Properties of acid phospholipases in lysosome and extracellular medium of Tetrahymena pyriformis.

Phospholipase activity in the lysosomes of the protozoan Tetrahymena pyriformis strain NT-1 was studied using phospholipids radioactively labeled in the fatty acid moieties. Lysosomal homogenates showed high phospholipase activity with an acidic pH optimum. Unlike the phospholipases in rat liver lysosomes, almost all activity was recovered from the membranous fraction of the lysosomes. The activity was partially solubilized by treatment of the membranes with a detergent or trypsin. Using specifically labeled phospholipids revealed that phospholipase. A1 and C are predominant in Tetrahymena lysosomes, no appreciable phospholipase A2 or lysophospholipase activity was detected in the fraction.
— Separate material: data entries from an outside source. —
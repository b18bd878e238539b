use serde::ser::SerializeMap;
use serde::{Deserialize, Serialize, Serializer};
use std::cmp::Ordering;
use std::fmt;

/// A single cell value.
#[derive(Debug, Clone, PartialEq, Eq, Serialize, Deserialize)]
#[serde(untagged)]
pub enum FieldValue {
    Integer(i64),
    Text(String),
}

impl FieldValue {
    /// 整數排在文字之前；同型別依自然順序比較
    pub fn natural_cmp(&self, other: &FieldValue) -> Ordering {
        match (self, other) {
            (FieldValue::Integer(a), FieldValue::Integer(b)) => a.cmp(b),
            (FieldValue::Text(a), FieldValue::Text(b)) => a.cmp(b),
            (FieldValue::Integer(_), FieldValue::Text(_)) => Ordering::Less,
            (FieldValue::Text(_), FieldValue::Integer(_)) => Ordering::Greater,
        }
    }

    pub fn as_text(&self) -> Option<&str> {
        match self {
            FieldValue::Text(s) => Some(s),
            FieldValue::Integer(_) => None,
        }
    }

    pub fn as_i64(&self) -> Option<i64> {
        match self {
            FieldValue::Integer(n) => Some(*n),
            FieldValue::Text(_) => None,
        }
    }

    pub fn is_empty(&self) -> bool {
        matches!(self, FieldValue::Text(s) if s.is_empty())
    }
}

impl fmt::Display for FieldValue {
    fn fmt(&self, f: &mut fmt::Formatter<'_>) -> fmt::Result {
        match self {
            FieldValue::Integer(n) => write!(f, "{}", n),
            FieldValue::Text(s) => f.write_str(s),
        }
    }
}

impl From<&str> for FieldValue {
    fn from(value: &str) -> Self {
        FieldValue::Text(value.to_string())
    }
}

impl From<String> for FieldValue {
    fn from(value: String) -> Self {
        FieldValue::Text(value)
    }
}

impl From<i64> for FieldValue {
    fn from(value: i64) -> Self {
        FieldValue::Integer(value)
    }
}

impl From<i32> for FieldValue {
    fn from(value: i32) -> Self {
        FieldValue::Integer(i64::from(value))
    }
}

/// One row of the dataset. Fields keep the order they were inserted in.
#[derive(Debug, Clone, PartialEq, Eq, Default)]
pub struct Record {
    fields: Vec<(String, FieldValue)>,
}

impl Record {
    pub fn new() -> Self {
        Self::default()
    }

    pub fn from_pairs<K, V, I>(pairs: I) -> Self
    where
        K: Into<String>,
        V: Into<FieldValue>,
        I: IntoIterator<Item = (K, V)>,
    {
        let mut record = Record::new();
        for (key, value) in pairs {
            record.insert(key, value);
        }
        record
    }

    pub fn get(&self, key: &str) -> Option<&FieldValue> {
        self.fields.iter().find(|(k, _)| k == key).map(|(_, v)| v)
    }

    pub fn contains_key(&self, key: &str) -> bool {
        self.get(key).is_some()
    }

    /// 已存在的欄位就地覆寫，保留原本位置
    pub fn insert(&mut self, key: impl Into<String>, value: impl Into<FieldValue>) {
        let key = key.into();
        let value = value.into();
        match self.fields.iter().position(|(k, _)| *k == key) {
            Some(index) => self.fields[index].1 = value,
            None => self.fields.push((key, value)),
        }
    }

    pub fn keys(&self) -> impl Iterator<Item = &str> {
        self.fields.iter().map(|(k, _)| k.as_str())
    }

    pub fn values(&self) -> impl Iterator<Item = &FieldValue> {
        self.fields.iter().map(|(_, v)| v)
    }

    pub fn iter(&self) -> impl Iterator<Item = (&str, &FieldValue)> {
        self.fields.iter().map(|(k, v)| (k.as_str(), v))
    }

    pub fn len(&self) -> usize {
        self.fields.len()
    }

    pub fn is_empty(&self) -> bool {
        self.fields.is_empty()
    }
}

impl Serialize for Record {
    fn serialize<S: Serializer>(&self, serializer: S) -> std::result::Result<S::Ok, S::Error> {
        let mut map = serializer.serialize_map(Some(self.fields.len()))?;
        for (key, value) in &self.fields {
            map.serialize_entry(key, value)?;
        }
        map.end()
    }
}

#[derive(Debug, Clone, PartialEq, Eq, Serialize, Deserialize)]
pub struct ColumnDescriptor {
    pub name: String,
    pub visible: bool,
}

impl ColumnDescriptor {
    pub fn new(name: impl Into<String>, visible: bool) -> Self {
        Self {
            name: name.into(),
            visible,
        }
    }
}

#[derive(Debug, Clone, Copy, PartialEq, Eq, Serialize, Deserialize)]
#[serde(rename_all = "lowercase")]
pub enum SortDirection {
    #[serde(alias = "asc")]
    Ascending,
    #[serde(alias = "desc")]
    Descending,
}

#[derive(Debug, Clone, PartialEq, Eq, Serialize, Deserialize)]
pub struct SortConfig {
    pub key: String,
    pub direction: SortDirection,
}

impl SortConfig {
    pub fn ascending(key: impl Into<String>) -> Self {
        Self {
            key: key.into(),
            direction: SortDirection::Ascending,
        }
    }

    pub fn descending(key: impl Into<String>) -> Self {
        Self {
            key: key.into(),
            direction: SortDirection::Descending,
        }
    }
}

/// What happens to the column registry when a CSV import brings a new schema.
#[derive(Debug, Clone, Copy, PartialEq, Eq, Default, Serialize, Deserialize)]
#[serde(rename_all = "lowercase")]
pub enum ImportPolicy {
    /// Leave the registry untouched.
    #[default]
    Preserve,
    /// Rebuild the registry from the imported header, keeping known flags.
    Resync,
}

/// A bounded window over a sequence plus page-count metadata.
#[derive(Debug, Clone, PartialEq, Serialize)]
pub struct Page<T> {
    pub rows: Vec<T>,
    pub page: usize,
    pub page_size: usize,
    pub total_pages: usize,
    pub total_records: usize,
}

/// The effective view handed to a renderer.
#[derive(Debug, Clone, PartialEq, Serialize)]
pub struct View {
    pub columns: Vec<String>,
    pub rows: Vec<Record>,
    pub page: usize,
    pub total_pages: usize,
    pub total_matches: usize,
    pub sort: SortConfig,
    pub query: String,
}

impl View {
    pub fn has_prev(&self) -> bool {
        self.page > 1
    }

    pub fn has_next(&self) -> bool {
        self.page < self.total_pages
    }
}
There are two catabolic pathways of the hydrolysis of phospholipid: Hydrolysis is initiated by deacylation at the 1-position by phospholipase A1 and the 2-acyllysophospholipid thus formed is successively attacked by (lyso)phospholipase C; hydrolysis is initiated by cleavage of phosphodiester by phospholipase C and the diacylglycerol thus formed is attacked by lipase. Both pathways give the same end products, free fatty acid and 2-monoacylglycerol. The former pathway might be predominant in Tetrahymena lysosomes under physiological conditions since the pathway is independent of detergent. Phospholipases A1 and C activities were partially released into the medium. At least two different phospholipases C are present in the medium as judged by chromatographic behavior and their substrate specificities.